The encapsulation of β-lapachone in 2-hydroxypropyl-β-cyclodextrin inclusion complex into liposomes: a physicochemical evaluation and molecular modeling approach.

The aim of this study was to encapsulate lapachone (β-lap) or inclusion complex (β-lap:HPβ-CD) in liposomes and to evaluate their physicochemical characteristics. In addition, the investigation of the main aspects of the interaction between β-lap and 2-hydroxypropyl-β-cyclodextrin (HPβ-CD), using both experimental and molecular modeling approaches was discussed. Furthermore, the in vitro drug release kinetics was evaluated. First, a phase solubility study of β-lap in HPβ-CD was performed and the β-lap:HPβ-CD was prepared by the freeze-drying technique.
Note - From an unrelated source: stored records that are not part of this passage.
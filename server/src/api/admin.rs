use super::{
    decrypt_params, form_fields, join, require_session, respond, state_of, throttle,
};
use crate::db::AdminChange;
use crate::error::{ServerError, ServerResult};
use hyper::{Body, Request, Response};
use routerify::Router;
use serde::Deserialize;
use tokio::task::block_in_place;

#[derive(Deserialize, Default)]
struct AdminParams {
    #[serde(default)]
    change: Option<AdminChange>,
}

async fn users(req: Request<Body>) -> ServerResult<Response<Body>> {
    let (parts, body) = req.into_parts();
    let _permit = throttle(&parts).await;
    let state = state_of(&parts);

    let body = join(body).await?;
    let fields = form_fields(&body);
    block_in_place(|| {
        let (user, _) = require_session(&state, &fields)?;
        if !user.admin {
            return Err(ServerError::NotAuthorized);
        }
        let p: AdminParams = decrypt_params(&state.db, &user, &fields).unwrap_or_default();
        let listing = state.db.admin_data(p.change.as_ref())?;
        respond(wire::Response::ok().part("users", listing))
    })
}

pub fn router() -> Router<Body, ServerError> {
    Router::builder().post("/users", users).build().unwrap()
}
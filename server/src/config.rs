use crate::error::{ServerError, ServerResult};
use clap::Parser;
use std::net::SocketAddr;
use std::path::PathBuf;
use std::process::Command;
use zeroize::Zeroizing;

/// End-to-end encrypted media storage server.
#[derive(Parser, Clone, Debug)]
#[command(name = "krin-server", version)]
pub struct Config {
    /// Address to listen on.
    #[arg(long, default_value = "127.0.0.1:8080", env = "KRIN_ADDRESS")]
    pub address: SocketAddr,

    /// Directory holding the master key, metadata and blobs.
    #[arg(long, env = "KRIN_DATA_DIR")]
    pub data_dir: PathBuf,

    /// Passphrase protecting the master key.
    #[arg(long, env = "KRIN_PASSPHRASE", hide_env_values = true)]
    pub passphrase: Option<String>,

    /// Read the passphrase from this file.
    #[arg(long, env = "KRIN_PASSPHRASE_FILE", conflicts_with = "passphrase")]
    pub passphrase_file: Option<PathBuf>,

    /// Run this command and use its stdout as the passphrase.
    #[arg(
        long,
        env = "KRIN_PASSPHRASE_CMD",
        conflicts_with_all = ["passphrase", "passphrase_file"]
    )]
    pub passphrase_cmd: Option<String>,

    /// Number of requests served concurrently; more block in FIFO order.
    #[arg(long, default_value_t = 5, env = "KRIN_MAX_CONCURRENT_REQUESTS")]
    pub max_concurrent_requests: usize,

    /// Whether new accounts can register at all.
    #[arg(
        long,
        default_value_t = true,
        action = clap::ArgAction::Set,
        env = "KRIN_ALLOW_NEW_ACCOUNTS"
    )]
    pub allow_new_accounts: bool,

    /// Whether new accounts may log in without operator approval.
    #[arg(
        long,
        default_value_t = true,
        action = clap::ArgAction::Set,
        env = "KRIN_AUTO_APPROVE_NEW_ACCOUNTS"
    )]
    pub auto_approve_new_accounts: bool,

    /// Default storage quota in bytes for users without an explicit one;
    /// unset means unlimited.
    #[arg(long, env = "KRIN_DEFAULT_QUOTA")]
    pub default_quota: Option<i64>,
}

impl Config {
    /// Resolves the passphrase from whichever source was configured.
    pub fn read_passphrase(&self) -> ServerResult<Zeroizing<String>> {
        resolve_passphrase(
            self.passphrase.as_deref(),
            self.passphrase_file.as_deref(),
            self.passphrase_cmd.as_deref(),
        )
    }
}

pub fn resolve_passphrase(
    passphrase: Option<&str>,
    file: Option<&std::path::Path>,
    cmd: Option<&str>,
) -> ServerResult<Zeroizing<String>> {
    if let Some(p) = passphrase {
        return Ok(Zeroizing::new(p.to_string()));
    }
    if let Some(path) = file {
        let raw = std::fs::read_to_string(path)?;
        return Ok(Zeroizing::new(raw.trim_end().to_string()));
    }
    if let Some(cmd) = cmd {
        let out = Command::new("sh").arg("-c").arg(cmd).output()?;
        if !out.status.success() {
            return Err(ServerError::Denied("passphrase command failed"));
        }
        let raw = String::from_utf8(out.stdout).map_err(|_| ServerError::BadRequest)?;
        return Ok(Zeroizing::new(raw.trim_end().to_string()));
    }
    Err(ServerError::Denied("no passphrase source configured"))
}
#![allow(dead_code)]

use krin::auth::AuthService;
use krin::crypto::envelope::KeyPair;
use krin::crypto::{Algorithm, MasterKey};
use krin::db::fileset::FileSpec;
use krin::db::{Db, UserRecord};
use std::sync::Arc;
use wire::Set;

pub fn test_db() -> (tempfile::TempDir, Arc<Db>) {
    let dir = tempfile::tempdir().unwrap();
    let master = Arc::new(MasterKey::random(Algorithm::Aes256Gcm));
    let db = Arc::new(Db::open(dir.path(), master, None).unwrap());
    (dir, db)
}

pub fn auth_service(db: Arc<Db>) -> AuthService {
    AuthService::new(db, true, true)
}

pub fn key_bundle() -> String {
    base64::encode(KeyPair::generate().public())
}

pub fn new_account(auth: &AuthService, email: &str, password: &str) -> UserRecord {
    auth.create_account(&wire::CreateAccountParams {
        email: email.into(),
        password: password.into(),
        salt: "0011".into(),
        key_bundle: key_bundle().into(),
    })
    .unwrap()
}

pub fn file_spec(tag: &str, size: i64) -> FileSpec {
    FileSpec {
        version: "1".to_string(),
        date_created: 1,
        date_modified: 0,
        headers: format!("hdr-{}", tag),
        album_id: None,
        store_file: format!("blob-{}", tag),
        store_file_size: size,
        store_thumb: format!("thumb-{}", tag),
        store_thumb_size: 0,
    }
}

pub fn add_gallery_file(db: &Db, user: u64, name: &str, size: i64) {
    db.add_file(user, Set::Gallery, None, name, file_spec(name, size))
        .unwrap();
}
A 302-fold increase of solubility was achieved for β-lap in HPβ-CD solution with a constant of association K(1:1) of 961 M(-1) and a complexation efficiency of β-lap of 0.1538. (1)H NMR, TG, DSC, IR, Raman and SEM indicated a change in the molecular environment of β-lap in the inclusion complex. Molecular modeling confirms these results suggesting that β-lap was included in the cavity of HPβ-CD, with an intermolecular interaction energy of -23.67 kJ mol(-1). β-lap:HPβ-CD and β-lap-loaded liposomes presented encapsulation efficiencies of 93% and 97%, respectively. The kinetic rate constants of 183.95±1.82 μg/h and 216.25±2.34 μg/h were calculated for β-lap and β-lap:HPβ-CD-loaded liposomes, respectively. In conclusion, molecular modeling elucidates the formation of the inclusion complex, stabilized through hydrogen bonds, and the encapsulation of β-lap and β-lap:HPβ-CD into liposomes could provide an alternative means leading eventually to its use in cancer research.